Huit mois après la disparition du président tchadien, Idriss Deby Itno, le Tchad n’a pas basculé dans l’embrasement mis en avant par la communauté internationale pour se ranger derrière la prise de pouvoir par son fils Mahamat. Derrière cette stabilité de façade, apparaissent des difficultés qui prouvent que le pays n’est pas encore tiré d’affaire.
La thèse avait fait consensus presque unanimement. Au Tchad, l’enjeu essentiel, après la mort subite en avril dernier du président Idriss Deby, suite à des blessures reçues au front, n’était pas de veiller à la démocratie et au respect de l’État de droit, mais d’assurer la stabilité du pays à tout prix.
Jurisprudence tchadienne
Au nom du principe que le monde avait besoin d’un Tchad stable pour lutter, avec de meilleures chances, contre le terrorisme au Sahel et dans le bassin du Lac Tchad, Mahamat Idriss Deby a été adoubé par la France et le G5 Sahel pour succéder à son père par des moyens non constitutionnels. L’Union africaine s’est très vite rangée à cette idée, alors que les États-Unis et l’Union européenne, d’habitude plus regardants sur le respect de l’État de droit et la démocratie, n’avaient rien trouvé à redire à ce que Deby fils succède à Deby père.
La communauté internationale avait poussé l’exception tchadienne jusqu’à ne pas demander la moindre garantie à la transition militaire : ni sur le partage équitable du pouvoir avec les civils, comme au Soudan après le renversement d’Omar el-Béchir en avril 2019, ni sur la clause de non-participation des dirigeants de la transition aux élections à venir, comme au Mali et en Guinée après les coups d’États militaires d’août 2020 et de septembre 2021.

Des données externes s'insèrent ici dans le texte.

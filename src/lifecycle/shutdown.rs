//! Shutdown coordination.

use tokio::sync::broadcast;

/// Broadcasts a single shutdown event to every subscribed task.
#[derive(Debug, Clone)]
pub struct Shutdown {
    tx: broadcast::Sender<()>,
}

impl Shutdown {
    pub fn new() -> Self {
        let (tx, _) = broadcast::channel(1);
        Self { tx }
    }

    pub fn subscribe(&self) -> broadcast::Receiver<()> {
        self.tx.subscribe()
    }

    /// Notify all subscribers. Returns how many were listening.
    pub fn trigger(&self) -> usize {
        let listening = self.tx.send(()).unwrap_or(0);
        tracing::info!(listening, "Shutdown triggered");
        listening
    }
}

impl Default for Shutdown {
    fn default() -> Self {
        Self::new()
    }
}
use clap::{Parser, Subcommand};
use serde_json::Value;

#[derive(Parser)]
#[command(name = "proxy-cli")]
#[command(about = "Query the forwarding-proxy admin API", long_about = None)]
struct Cli {
    #[arg(short, long, default_value = "http://127.0.0.1:9998")]
    url: String,

    #[command(subcommand)]
    command: Commands,
}

#[derive(Subcommand)]
enum Commands {
    /// Show the running configuration
    Config,
    /// List the route table
    Routes,
    /// Show the proxy version
    Version,
    /// Check that the admin server is up
    Health,
}

#[tokio::main]
async fn main() -> Result<(), Box<dyn std::error::Error>> {
    let cli = Cli::parse();
    let client = reqwest::Client::new();
    let base = cli.url.trim_end_matches('/');

    let path = match cli.command {
        Commands::Config => "/api/config",
        Commands::Routes => "/api/routes",
        Commands::Version => "/api/version",
        Commands::Health => "/health",
    };

    let res = client.get(format!("{base}{path}")).send().await?;
    print_response(res).await
}

async fn print_response(res: reqwest::Response) -> Result<(), Box<dyn std::error::Error>> {
    let status = res.status();
    if !status.is_success() {
        eprintln!("Error: admin API returned status {}", status);
        if let Ok(text) = res.text().await {
            eprintln!("Response: {}", text);
        }
        return Ok(());
    }

    let text = res.text().await?;
    match serde_json::from_str::<Value>(&text) {
        Ok(json) => println!("{}", serde_json::to_string_pretty(&json)?),
        Err(_) => print!("{}", text),
    }
    Ok(())
}
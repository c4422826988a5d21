//! Admin server integration tests.

use axum::http::StatusCode;
use serde_json::{json, Value};

mod common;

const ROUTES: &str = "\
route add web example.com/ http://10.0.0.1:8080/
route add api /api http://10.0.0.2:9000/ weight 0.5 tags \"blue\"
";

#[tokio::test]
async fn test_health() {
    let (addr, shutdown) = common::start_admin(common::static_config("")).await;

    let res = common::client().get(format!("http://{addr}/health")).send().await.unwrap();
    assert_eq!(res.status(), StatusCode::OK);
    assert_eq!(res.text().await.unwrap(), "OK\n");

    shutdown.trigger();
}

#[tokio::test]
async fn test_api_routes() {
    let (addr, shutdown) = common::start_admin(common::static_config(ROUTES)).await;

    let routes: Value = common::client()
        .get(format!("http://{addr}/api/routes"))
        .send()
        .await
        .unwrap()
        .json()
        .await
        .unwrap();

    assert_eq!(
        routes,
        json!([
            { "service": "web", "src": "example.com/", "dst": "http://10.0.0.1:8080/" },
            { "service": "api", "src": "/api", "dst": "http://10.0.0.2:9000/", "weight": 0.5, "tags": ["blue"] },
        ])
    );

    shutdown.trigger();
}

#[tokio::test]
async fn test_api_config() {
    let mut config = common::static_config("");
    config.proxy.client_ip_header = "Client-IP".into();
    config.proxy.local_ip = "5.6.7.8".into();
    let (addr, shutdown) = common::start_admin(config).await;

    let body: Value = common::client()
        .get(format!("http://{addr}/api/config"))
        .send()
        .await
        .unwrap()
        .json()
        .await
        .unwrap();

    assert_eq!(body["proxy"]["client_ip_header"], "Client-IP");
    assert_eq!(body["proxy"]["local_ip"], "5.6.7.8");
    assert_eq!(body["registry"]["backend"], "static");

    shutdown.trigger();
}

#[tokio::test]
async fn test_api_version() {
    let (addr, shutdown) = common::start_admin(common::static_config("")).await;

    let body: Value = common::client()
        .get(format!("http://{addr}/api/version"))
        .send()
        .await
        .unwrap()
        .json()
        .await
        .unwrap();
    assert_eq!(body["version"], env!("CARGO_PKG_VERSION"));

    shutdown.trigger();
}

#[tokio::test]
async fn test_root_redirects_to_routes_page() {
    let mut config = common::static_config(ROUTES);
    config.ui.title = "edge".into();
    let (addr, shutdown) = common::start_admin(config).await;
    let client = common::client();

    let res = client.get(format!("http://{addr}/")).send().await.unwrap();
    assert_eq!(res.status(), StatusCode::SEE_OTHER);
    assert_eq!(res.headers()["location"], "/routes");

    let page = client
        .get(format!("http://{addr}/routes"))
        .send()
        .await
        .unwrap()
        .text()
        .await
        .unwrap();
    assert!(page.contains("<h1>edge</h1>"));
    assert!(page.contains("http://10.0.0.2:9000/"));

    shutdown.trigger();
}

#[tokio::test]
async fn test_graceful_shutdown() {
    let (addr, shutdown) = common::start_admin(common::static_config("")).await;

    assert_eq!(shutdown.trigger(), 1);
    tokio::time::sleep(std::time::Duration::from_millis(100)).await;

    assert!(common::client().get(format!("http://{addr}/health")).send().await.is_err());
}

Mahamat à l’école d’Idriss
Avec cette bienveillance inespérée et inédite de la communauté internationale pour une prise de pouvoir par la force, le Conseil militaire de transition a facilement déroulé sa stratégie de stabilisation du pays. Comme sous son père, Mahamat a manié la carotte et le bâton dans ses relations avec les partis politiques et la société civile. Profitant de la formation du gouvernement, il a offert des strapontins aux deux principales forces politiques de l’opposition tchadienne : le Parti pour la liberté et le développement (PLD) de feu Ibni Oumar Mahamat Saleh et l’Union nationale pour la démocratie et le renouveau (UNDR) de Saley Kebzabo. Quelques seconds couteaux issus des groupes politico-militaires ont, quant à eux, été autorisés à rentrer d’exil, tant qu’ils ne menacent pas la stabilité du régime. Certains parmi eux ont d’ailleurs été recasés dans le Conseil national de transition (CNT) qui fait office de Parlement pendant la transition.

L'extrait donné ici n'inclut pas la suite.